McIntosh teaches reading and English Language Arts at Syracuse-Dunbar Avoca Middle School. She was one of two Nebraska educators to receive the Milken Educator Award this school year.

The Milken Family Foundation presents this award to honor educators across the country. Stephanie Bishop, vice president of the awards at the foundation, said in the assembly that educators are the ones who prepare everyone else to get awards like Oscars and Nobel Prizes.
“We believe that educators have the most important job in our country, because they are entrusted with the awesome responsibility of preparing all of you for a bright future,” Bishop said.
Over the past few years, part of that job has changed due to teacher shortages, budget cuts and the pandemic. McIntosh said she used that change to improve herself.
“In the midst of struggle in the world, I realized how important my job was,” she said. “I knew that I needed to come out of COVID as a better teacher, and not as a scared teacher or fearful teacher.
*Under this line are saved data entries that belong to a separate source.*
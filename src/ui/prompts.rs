//! Interactive prompts with CI/non-interactive fallback

use super::context::UiContext;
use crate::error::{SnapError, SnapResult};

/// Prompt for confirmation, returns default if non-interactive or auto-yes
pub async fn confirm(ctx: &UiContext, message: &str, default: bool) -> SnapResult<bool> {
    if ctx.auto_yes() {
        return Ok(true);
    }

    if !ctx.is_interactive() {
        return Ok(default);
    }

    // cliclack blocks on the terminal
    let message = message.to_string();
    let result = tokio::task::spawn_blocking(move || {
        cliclack::confirm(&message)
            .initial_value(default)
            .interact()
    })
    .await
    .map_err(|e| SnapError::User(format!("Prompt task failed: {}", e)))?;

    result.map_err(|e| SnapError::User(format!("Prompt failed: {}", e)))
}

#[cfg(test)]
mod tests {
    use super::*;

    #[tokio::test]
    async fn confirm_auto_yes() {
        let ctx = UiContext::non_interactive().with_auto_yes(true);
        assert!(confirm(&ctx, "Purge?", false).await.unwrap());
    }

    #[tokio::test]
    async fn confirm_non_interactive_default() {
        let ctx = UiContext::non_interactive();
        assert!(confirm(&ctx, "Purge?", true).await.unwrap());
        assert!(!confirm(&ctx, "Purge?", false).await.unwrap());
    }
}
//! Static table schema
//!
//! Every cached column is described once here: the field it decodes to,
//! its storage category and its SQL type. Table DDL is generated from
//! these descriptions and checked against the live table on creation,
//! so decoding never meets a column it does not know.

use crate::error::{SnapError, SnapResult, StorageContext};
use rusqlite::Connection;
use std::fmt;
use tracing::debug;

/// Registry of cache identifiers per job/configuration/build
pub const REGISTRY_TABLE: &str = "cache_registry";
/// One row per existing snapshot
pub const SNAPSHOT_CATALOG_TABLE: &str = "snapshot_catalog";
/// Member rows of every snapshot, keyed by cache identifier
pub const SNAPSHOT_MEMBERS_TABLE: &str = "snapshot_members";
/// One row per change-package side table
pub const CP_CATALOG_TABLE: &str = "change_package_catalog";
/// Change-package rows of every side table
pub const CP_ROWS_TABLE: &str = "change_packages";

/// Semantic field identifiers for decoded rows
#[derive(Debug, Clone, Copy, PartialEq, Eq, PartialOrd, Ord, Hash)]
pub enum Field {
    RowId,
    Kind,
    Name,
    MemberId,
    Timestamp,
    Description,
    Author,
    ConfigPath,
    Revision,
    OldRevision,
    RelativePath,
    Checksum,
    Delta,
    ChangePackageId,
    ChangePackageState,
}

impl fmt::Display for Field {
    fn fmt(&self, f: &mut fmt::Formatter<'_>) -> fmt::Result {
        let name = match self {
            Self::RowId => "row_id",
            Self::Kind => "kind",
            Self::Name => "name",
            Self::MemberId => "member_id",
            Self::Timestamp => "timestamp",
            Self::Description => "description",
            Self::Author => "author",
            Self::ConfigPath => "config_path",
            Self::Revision => "revision",
            Self::OldRevision => "old_revision",
            Self::RelativePath => "relative_path",
            Self::Checksum => "checksum",
            Self::Delta => "delta",
            Self::ChangePackageId => "cp_id",
            Self::ChangePackageState => "cp_state",
        };
        f.write_str(name)
    }
}

/// How a column's value is stored and decoded
#[derive(Debug, Clone, Copy, PartialEq, Eq)]
pub enum Category {
    /// 64-bit integer (reals are truncated)
    Integer,
    /// Short text
    Text,
    /// Long text, normalised line by line on read
    LargeText,
    /// Raw bytes
    Binary,
    /// RFC3339 timestamp
    Timestamp,
}

impl Category {
    fn sql_type(self) -> &'static str {
        match self {
            Self::Integer => "INTEGER",
            Self::Text | Self::LargeText | Self::Timestamp => "TEXT",
            Self::Binary => "BLOB",
        }
    }
}

/// Description of one cached column
#[derive(Debug, Clone, Copy)]
pub struct ColumnDef {
    pub field: Field,
    pub column: &'static str,
    pub category: Category,
    pub not_null: bool,
}

const fn col(field: Field, column: &'static str, category: Category, not_null: bool) -> ColumnDef {
    ColumnDef {
        field,
        column,
        category,
        not_null,
    }
}

/// Columns of the snapshot member table after the key columns
pub const MEMBER_COLUMNS: &[ColumnDef] = &[
    col(Field::Kind, "kind", Category::Integer, true),
    col(Field::Name, "name", Category::Text, true),
    col(Field::MemberId, "member_id", Category::Text, false),
    col(Field::Timestamp, "timestamp", Category::Timestamp, false),
    col(Field::Description, "description", Category::LargeText, false),
    col(Field::Author, "author", Category::Text, false),
    col(Field::ConfigPath, "config_path", Category::Text, false),
    col(Field::Revision, "revision", Category::Text, false),
    col(Field::OldRevision, "old_revision", Category::Text, false),
    col(Field::RelativePath, "relative_path", Category::Text, false),
    col(Field::Checksum, "checksum", Category::Text, false),
    col(Field::Delta, "delta", Category::Integer, false),
];

/// Columns of the change-package table after the key columns
pub const CP_COLUMNS: &[ColumnDef] = &[
    col(Field::ChangePackageId, "cp_id", Category::Text, true),
    col(Field::ChangePackageState, "cp_state", Category::Text, true),
];

/// Key column shared by the keyed tables
pub const ROW_ID: ColumnDef = col(Field::RowId, "row_id", Category::Integer, true);

/// Find the definition of a result column name
pub fn lookup(columns: &'static [ColumnDef], name: &str) -> Option<&'static ColumnDef> {
    if name.eq_ignore_ascii_case(ROW_ID.column) {
        return Some(&ROW_ID);
    }
    columns.iter().find(|def| def.column.eq_ignore_ascii_case(name))
}

/// Build the DDL for a keyed table
///
/// `owner` is the column that partitions rows between logical tables
/// (a cache identifier or a change-package table name).
pub fn create_keyed_table_sql(table: &str, owner: &str, columns: &[ColumnDef]) -> String {
    let mut sql = format!(
        "CREATE TABLE IF NOT EXISTS {table} (\n    {} INTEGER PRIMARY KEY AUTOINCREMENT,\n    {owner} TEXT NOT NULL",
        ROW_ID.column
    );
    for def in columns {
        sql.push_str(",\n    ");
        sql.push_str(def.column);
        sql.push(' ');
        sql.push_str(def.category.sql_type());
        if def.not_null {
            sql.push_str(" NOT NULL");
        }
    }
    sql.push_str("\n)");
    sql
}

/// Check a live table against its static description
pub fn verify_table(
    conn: &Connection,
    table: &str,
    owner: &str,
    columns: &[ColumnDef],
) -> SnapResult<()> {
    let mut stmt = conn
        .prepare(&format!("PRAGMA table_info({table})"))
        .storage_context(|| format!("reading schema of {table}"))?;
    let live: Vec<(String, String)> = stmt
        .query_map([], |row| Ok((row.get::<_, String>(1)?, row.get::<_, String>(2)?)))
        .storage_context(|| format!("reading schema of {table}"))?
        .collect::<Result<_, _>>()
        .storage_context(|| format!("reading schema of {table}"))?;

    let expected = std::iter::once((ROW_ID.column, "INTEGER"))
        .chain(std::iter::once((owner, "TEXT")))
        .chain(columns.iter().map(|def| (def.column, def.category.sql_type())));

    let mut count = 0;
    for (column, sql_type) in expected {
        count += 1;
        let found = live
            .iter()
            .find(|(name, _)| name.eq_ignore_ascii_case(column))
            .ok_or_else(|| SnapError::SchemaMismatch {
                table: table.to_string(),
                reason: format!("missing column {column}"),
            })?;
        if !found.1.eq_ignore_ascii_case(sql_type) {
            return Err(SnapError::SchemaMismatch {
                table: table.to_string(),
                reason: format!("column {column} is {} not {sql_type}", found.1),
            });
        }
    }

    if live.len() != count {
        return Err(SnapError::SchemaMismatch {
            table: table.to_string(),
            reason: format!("expected {count} columns, found {}", live.len()),
        });
    }

    debug!("Schema of {} verified", table);
    Ok(())
}

/// Probe whether a table is usable
///
/// Any failure to query counts as "absent", which callers treat as a
/// signal to create it.
pub fn table_exists(conn: &Connection, table: &str) -> bool {
    match conn.query_row(&format!("SELECT 1 FROM {table} LIMIT 1"), [], |_| Ok(())) {
        Ok(()) | Err(rusqlite::Error::QueryReturnedNoRows) => true,
        Err(e) => {
            debug!("Table {} not usable: {}", table, e);
            false
        }
    }
}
I needed to help these kids succeed.”
McIntosh has been teaching for 12 years. One of her current students, Mckenna Schmitt, said McIntosh is always willing to help her fifth graders.
“She's very forgiving and she never gets mad,” Schmitt said. “When people don't get their homework done, she talks them through it.”
Lyla Biehl, another one of McIntosh’s students, said her teacher makes reading fun. She recalled how on Halloween, the students got to create their own scary stories to share with the class.
“She’s just been one of the best teachers,” Biehl said.

To McIntosh’s students, $25,000 was a huge surprise. As part of the assembly, Bishop had students come up front and hold cards up one at a time. She started with students holding a “2” and a “5” for $25. Then, more students held up their cards to add zeros.
Walker Janssen, one of her fifth graders, said seeing the amount of money his teacher won was crazy.
“So, first it was $250, and I was like ‘That’s a lot,” he said. “Then, it was $25,000 and I was like ‘Woah.’”
Bellevue West High School math teacher Jacob Eitzen was the other recipient of the Milken Educator Award this school year. He was chosen because of his ability to make math engaging for his students.

Eitzen has been teaching for ten years. He said he took over the AP Statistics class at the high school with little idea of how to teach it. Now, he loves the class.
“I want to take this opportunity to encourage everybody that there's probably some things that you might see on the horizon, or maybe you're too afraid to go do that one thing because it seems very difficult and something that you might not be able to do,” Eitzen said at the assembly. “But that's something that I took on, and eventually just put enough hard work that it became a passion of mine.”
Since Eitzen started teaching AP Statistics, enrollment in the class went from 20 students to almost 80 every year.
Eitzen said he became a teacher to help prepare the next generation. McKenzie Brannon, a senior and one of Eitzen’s students, said he does that by ensuring each student follows along with his lessons.

“He'll assign different kinds of teaching methods that makes sure that everyone can understand what he's teaching,” Brannon said. “I think that's really something deserving an award because some teachers only teach their style, not other styles.”
Brannon is in Eitzen’s Calculus BC class at the high school. She said it’s his first time teaching that class, and he’s already doing a good job with it.
Eitzen said he’s able to teach the way he does and take on these new classes because of the school’s support.
“Having an environment where I can teach the way that I do speaks to why this award comes,” he said. “I think that having the freedom to teach in certain ways and having the ability to do a variety of things for my students has gone into something like this.”
After receiving his award, Eitzen was eager to get back to his class.
His students already got out of a test for the day, but he wasn’t going to let them leave without learning something new. He put a problem on the board that the class was working through on a previous day.
For both Eitzen in Bellevue and McIntosh in Syracuse, the one thing more important than a $25,000 award is teaching their students.